▸ **WORK ORDER**
Scan the entries below and say how many lines contain "while". Write only the number.

[[ GIVEN DATA open ]]

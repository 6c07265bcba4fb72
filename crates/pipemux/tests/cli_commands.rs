#![cfg(all(unix, feature = "cli"))]

use std::path::{Path, PathBuf};
use std::process::{Child, Command, Output, Stdio};
use std::thread;
use std::time::{Duration, Instant};

fn unique_temp_dir(tag: &str) -> PathBuf {
    let dir = PathBuf::from(format!(
        "/tmp/pmxcli-{tag}-{}-{}",
        std::process::id(),
        std::time::SystemTime::now()
            .duration_since(std::time::UNIX_EPOCH)
            .expect("time should be after epoch")
            .as_nanos()
    ));
    std::fs::create_dir_all(&dir).expect("temp dir should be creatable");
    dir
}

fn pipemux() -> Command {
    let mut command = Command::new(env!("CARGO_BIN_EXE_pipemux"));
    command.arg("--log-level").arg("error");
    command
}

fn wait_for_pipes(base: &Path, timeout: Duration) {
    let outgoing = PathBuf::from(format!("{}.outgoing", base.display()));
    let start = Instant::now();
    while !outgoing.exists() {
        if start.elapsed() >= timeout {
            panic!("serve did not bind {}", outgoing.display());
        }
        thread::sleep(Duration::from_millis(25));
    }
}

struct Server {
    child: Child,
    dir: PathBuf,
}

impl Drop for Server {
    fn drop(&mut self) {
        let _ = self.child.kill();
        let _ = self.child.wait();
        let _ = std::fs::remove_dir_all(&self.dir);
    }
}

fn serve(tag: &str) -> (Server, PathBuf) {
    let dir = unique_temp_dir(tag);
    let base = dir.join("bot");
    let child = pipemux()
        .arg("serve")
        .arg(&base)
        .stdout(Stdio::null())
        .stderr(Stdio::null())
        .spawn()
        .expect("serve should start");
    wait_for_pipes(&base, Duration::from_secs(5));
    (Server { child, dir }, base)
}

fn send_json(base: &Path, extra: &[&str]) -> (Output, serde_json::Value) {
    let output = pipemux()
        .arg("--format")
        .arg("json")
        .arg("send")
        .arg(base)
        .args(extra)
        .output()
        .expect("send should run");
    let value = serde_json::from_slice(&output.stdout).unwrap_or(serde_json::Value::Null);
    (output, value)
}

#[test]
fn send_against_serve_echoes_the_body() {
    let (_server, base) = serve("echo");

    let (output, value) = send_json(&base, &["--path", "/x", "--data", "hello"]);
    assert!(output.status.success(), "stderr: {}", String::from_utf8_lossy(&output.stderr));
    assert_eq!(value["status"], 200);
    assert_eq!(value["feeds"][0]["id"], 0);
    assert_eq!(value["feeds"][0]["body"], "hello");
    assert_eq!(value["feeds"][0]["size"], 5);
}

#[test]
fn serve_accepts_the_next_client_after_a_disconnect() {
    let (_server, base) = serve("reaccept");

    let (first, value) = send_json(&base, &["--data", "one"]);
    assert!(first.status.success());
    assert_eq!(value["feeds"][0]["body"], "one");

    let (second, value) = send_json(
        &base,
        &["--method", "put", "--json", "{\"n\":2}", "--header", "X-Trace=2"],
    );
    assert!(second.status.success(), "stderr: {}", String::from_utf8_lossy(&second.stderr));
    assert_eq!(value["feeds"][0]["body"], "{\"n\":2}");
    assert_eq!(
        value["feeds"][0]["headers"]["Content-Type"],
        "application/json; charset=utf-8"
    );
}

#[test]
fn raw_format_prints_only_the_body() {
    let (_server, base) = serve("raw");
    let output = pipemux()
        .arg("--format")
        .arg("raw")
        .arg("send")
        .arg(&base)
        .arg("--data")
        .arg("just-bytes")
        .output()
        .expect("send should run");
    assert!(output.status.success());
    assert_eq!(output.stdout, b"just-bytes");
}

#[test]
fn send_without_server_returns_transport_error() {
    let dir = unique_temp_dir("missing");
    let output = pipemux()
        .arg("send")
        .arg(dir.join("nobody"))
        .arg("--timeout")
        .arg("1s")
        .output()
        .expect("send should run");
    assert_eq!(output.status.code(), Some(3));
    let _ = std::fs::remove_dir_all(&dir);
}

#[test]
fn invalid_json_body_is_a_usage_error() {
    let output = pipemux()
        .arg("send")
        .arg("/tmp/pmxcli-unused/bot")
        .arg("--json")
        .arg("{nope")
        .output()
        .expect("send should run");
    assert_eq!(output.status.code(), Some(64));
}

#[test]
fn version_reports_package_version() {
    let output = pipemux().arg("version").output().expect("version should run");
    assert!(output.status.success());
    let stdout = String::from_utf8_lossy(&output.stdout);
    assert_eq!(stdout.trim(), format!("pipemux {}", env!("CARGO_PKG_VERSION")));

    let extended = pipemux()
        .arg("version")
        .arg("--extended")
        .output()
        .expect("version --extended should run");
    let stdout = String::from_utf8_lossy(&extended.stdout);
    assert!(stdout.contains("packet_header_bytes: 22"));
    assert!(stdout.contains("max_packet_content_bytes: 4096"));
}
use std::io::ErrorKind;

use bytes::BytesMut;
use tokio::io::{AsyncRead, AsyncReadExt};
use tracing::trace;

use crate::error::{FrameError, Result};
use crate::header::{PacketConfig, PacketHeader, HEADER_SIZE};
use crate::payload::{Packet, MAX_PACKET_SIZE};

/// Reads packets from any `AsyncRead` stream.
///
/// Headers and content are read separately so the caller can route content
/// bytes straight into a per-request buffer.
pub struct PacketReader<R> {
    inner: R,
    config: PacketConfig,
    chunk: Box<[u8; MAX_PACKET_SIZE]>,
}

impl<R: AsyncRead + Unpin> PacketReader<R> {
    /// Create a new packet reader with default configuration.
    pub fn new(inner: R) -> Self {
        Self::with_config(inner, PacketConfig::default())
    }

    /// Create a new packet reader with explicit configuration.
    pub fn with_config(inner: R, config: PacketConfig) -> Self {
        Self {
            inner,
            config,
            chunk: Box::new([0u8; MAX_PACKET_SIZE]),
        }
    }

    /// Read the next header, including its type header.
    ///
    /// Returns `Err(FrameError::ConnectionClosed)` at end of stream.
    pub async fn read_header(&mut self) -> Result<PacketHeader> {
        let mut fixed = [0u8; HEADER_SIZE];
        self.fill(&mut fixed).await?;
        let mut header = PacketHeader::decode(&fixed);

        if header.type_header_length() == 1 {
            let mut type_header = [0u8; 1];
            self.fill(&mut type_header).await?;
            header.type_header = Some(type_header[0]);
        }

        let length = header.length as usize;
        if length > self.config.max_packet_length {
            return Err(FrameError::PacketTooLarge {
                size: length,
                max: self.config.max_packet_length,
            });
        }

        trace!(
            request_id = %header.request_id,
            payload_type = header.payload_type,
            length,
            is_end = header.is_end,
            "read packet header"
        );
        Ok(header)
    }

    /// Read `length` content bytes in chunks of at most [`MAX_PACKET_SIZE`],
    /// handing each chunk to `sink`.
    ///
    /// Returns the number of bytes read, which always equals `length` on
    /// success.
    pub async fn read_content<F>(&mut self, length: u32, mut sink: F) -> Result<usize>
    where
        F: FnMut(&[u8]),
    {
        let length = length as usize;
        let mut total = 0usize;
        while total < length {
            let want = (length - total).min(MAX_PACKET_SIZE);
            let read = match self.inner.read(&mut self.chunk[..want]).await {
                Ok(0) => return Err(FrameError::ConnectionClosed),
                Ok(n) => n,
                Err(err) if err.kind() == ErrorKind::Interrupted => continue,
                Err(err) => return Err(FrameError::Io(err)),
            };
            sink(&self.chunk[..read]);
            total += read;
        }
        Ok(total)
    }

    /// Read one whole packet into its own buffer.
    pub async fn read_packet(&mut self) -> Result<Packet> {
        let header = self.read_header().await?;
        let mut content = BytesMut::with_capacity(header.length as usize);
        self.read_content(header.length, |chunk| content.extend_from_slice(chunk))
            .await?;
        Ok(Packet {
            header,
            content: content.freeze(),
        })
    }

    /// Current reader configuration.
    pub fn config(&self) -> &PacketConfig {
        &self.config
    }

    /// Consume the reader and return the inner stream.
    pub fn into_inner(self) -> R {
        self.inner
    }

    async fn fill(&mut self, buf: &mut [u8]) -> Result<()> {
        let mut filled = 0usize;
        while filled < buf.len() {
            match self.inner.read(&mut buf[filled..]).await {
                Ok(0) => return Err(FrameError::ConnectionClosed),
                Ok(n) => filled += n,
                Err(err) if err.kind() == ErrorKind::Interrupted => continue,
                Err(err) => return Err(FrameError::Io(err)),
            }
        }
        Ok(())
    }
}
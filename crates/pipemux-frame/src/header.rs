use bytes::{BufMut, BytesMut};
use uuid::Uuid;

use crate::protocol_type::{type_header_length, ProtocolType};

/// Fixed header: type (1) + request id (16) + length (4) + end flag (1) = 22 bytes.
pub const HEADER_SIZE: usize = 22;

/// Default maximum content length accepted for a single packet: 16 MiB.
pub const DEFAULT_MAX_PACKET_LENGTH: usize = 16 * 1024 * 1024;

const TYPE_OFFSET: usize = 0;
const REQUEST_ID_OFFSET: usize = 1;
const LENGTH_OFFSET: usize = 17;
const END_OFFSET: usize = 21;

/// Header of one wire packet.
#[derive(Debug, Clone, Copy, PartialEq, Eq)]
pub struct PacketHeader {
    /// Raw payload type tag. Unknown tags survive decoding so the receiver
    /// can reject them per request.
    pub payload_type: u8,
    /// Request id shared by every packet of one exchange.
    pub request_id: Uuid,
    /// Content bytes following this header (and its type header).
    pub length: u32,
    /// Set on the final packet of a payload.
    pub is_end: bool,
    /// Content feed index, for content-carrying types.
    pub type_header: Option<u8>,
}

impl PacketHeader {
    /// The typed payload kind, or the raw tag if it is unknown.
    pub fn protocol_type(&self) -> Result<ProtocolType, u8> {
        ProtocolType::try_from(self.payload_type)
    }

    /// Length of the type header implied by the tag.
    pub fn type_header_length(&self) -> usize {
        type_header_length(self.payload_type)
    }

    /// Encode the header and its type header, if any, into `dst`.
    ///
    /// Wire format:
    /// ```text
    /// ┌──────────┬──────────────────┬───────────┬─────────┬─────────────┐
    /// │ Type (1B)│ Request id (16B) │ Length    │ End (1B)│ Type header │
    /// │          │ RFC 4122 order   │ (4B LE)   │ 0 or 1  │ (0 or 1B)   │
    /// └──────────┴──────────────────┴───────────┴─────────┴─────────────┘
    /// ```
    pub fn encode(&self, dst: &mut BytesMut) {
        let type_header_len = self.type_header_length();
        dst.reserve(HEADER_SIZE + type_header_len);
        dst.put_u8(self.payload_type);
        dst.put_slice(self.request_id.as_bytes());
        dst.put_u32_le(self.length);
        dst.put_u8(u8::from(self.is_end));
        if type_header_len == 1 {
            dst.put_u8(self.type_header.unwrap_or_default());
        }
    }

    /// Decode the fixed part of a header.
    ///
    /// `type_header` is left `None`; the reader fills it in after reading
    /// [`type_header_length`](Self::type_header_length) more bytes. Any
    /// non-zero end byte counts as set.
    pub fn decode(src: &[u8; HEADER_SIZE]) -> Self {
        let mut id = [0u8; 16];
        id.copy_from_slice(&src[REQUEST_ID_OFFSET..LENGTH_OFFSET]);
        let mut length = [0u8; 4];
        length.copy_from_slice(&src[LENGTH_OFFSET..END_OFFSET]);

        Self {
            payload_type: src[TYPE_OFFSET],
            request_id: Uuid::from_bytes(id),
            length: u32::from_le_bytes(length),
            is_end: src[END_OFFSET] != 0,
            type_header: None,
        }
    }
}

/// Limits applied by the packet reader.
#[derive(Debug, Clone)]
pub struct PacketConfig {
    /// Largest `length` accepted in an inbound header. Default: 16 MiB.
    pub max_packet_length: usize,
}

impl Default for PacketConfig {
    fn default() -> Self {
        Self {
            max_packet_length: DEFAULT_MAX_PACKET_LENGTH,
        }
    }
}
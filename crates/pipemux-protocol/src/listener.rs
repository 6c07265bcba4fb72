use std::path::{Path, PathBuf};

use futures_core::future::BoxFuture;
use pipemux_transport::{IpcTransport, PipeListener, TransportError};
use tokio::sync::Mutex;

use crate::error::Result;
use crate::source::TransportSource;

/// Server-side source: each `open` accepts the next client on the bound
/// pipe pair.
pub struct PipeAcceptor {
    base: PathBuf,
    listener: Mutex<PipeListener>,
}

impl PipeAcceptor {
    /// Bind `<base>.incoming` and `<base>.outgoing`.
    pub fn bind(base: impl AsRef<Path>) -> Result<Self> {
        let listener = PipeListener::bind(base.as_ref())?;
        Ok(Self::from_listener(listener))
    }

    /// Bind with an explicit socket file mode.
    #[cfg(unix)]
    pub fn bind_with_mode(base: impl AsRef<Path>, mode: u32) -> Result<Self> {
        let listener = PipeListener::bind_with_mode(base.as_ref(), mode)?;
        Ok(Self::from_listener(listener))
    }

    pub fn from_listener(listener: PipeListener) -> Self {
        Self {
            base: listener.base().to_path_buf(),
            listener: Mutex::new(listener),
        }
    }

    pub fn base(&self) -> &Path {
        &self.base
    }
}

impl TransportSource for PipeAcceptor {
    fn open(&self) -> BoxFuture<'_, std::result::Result<IpcTransport, TransportError>> {
        Box::pin(async move { self.listener.lock().await.accept().await })
    }
}
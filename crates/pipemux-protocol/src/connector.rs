use std::path::{Path, PathBuf};

use futures_core::future::BoxFuture;
use pipemux_transport::{IpcTransport, TransportError};

use crate::connection::{Connection, ConnectionConfig};
use crate::error::Result;
use crate::source::TransportSource;

/// Client-side source: opens `<base>.incoming` then `<base>.outgoing`.
#[derive(Debug, Clone)]
pub struct PipeConnector {
    base: PathBuf,
}

impl PipeConnector {
    pub fn new(base: impl Into<PathBuf>) -> Self {
        Self { base: base.into() }
    }

    pub fn base(&self) -> &Path {
        &self.base
    }
}

impl TransportSource for PipeConnector {
    fn open(&self) -> BoxFuture<'_, std::result::Result<IpcTransport, TransportError>> {
        Box::pin(pipemux_transport::connect(&self.base))
    }
}

/// Connect to the pipe pair served at `base`.
pub async fn connect(base: impl Into<PathBuf>) -> Result<Connection> {
    connect_with_config(base, ConnectionConfig::default()).await
}

/// Connect with explicit configuration.
pub async fn connect_with_config(
    base: impl Into<PathBuf>,
    config: ConnectionConfig,
) -> Result<Connection> {
    let connection = Connection::builder()
        .source(PipeConnector::new(base))
        .config(config)
        .build();
    connection.connect().await?;
    Ok(connection)
}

[[ GIVEN DATA closed ]]

▸ **SOLUTION BELOW**
3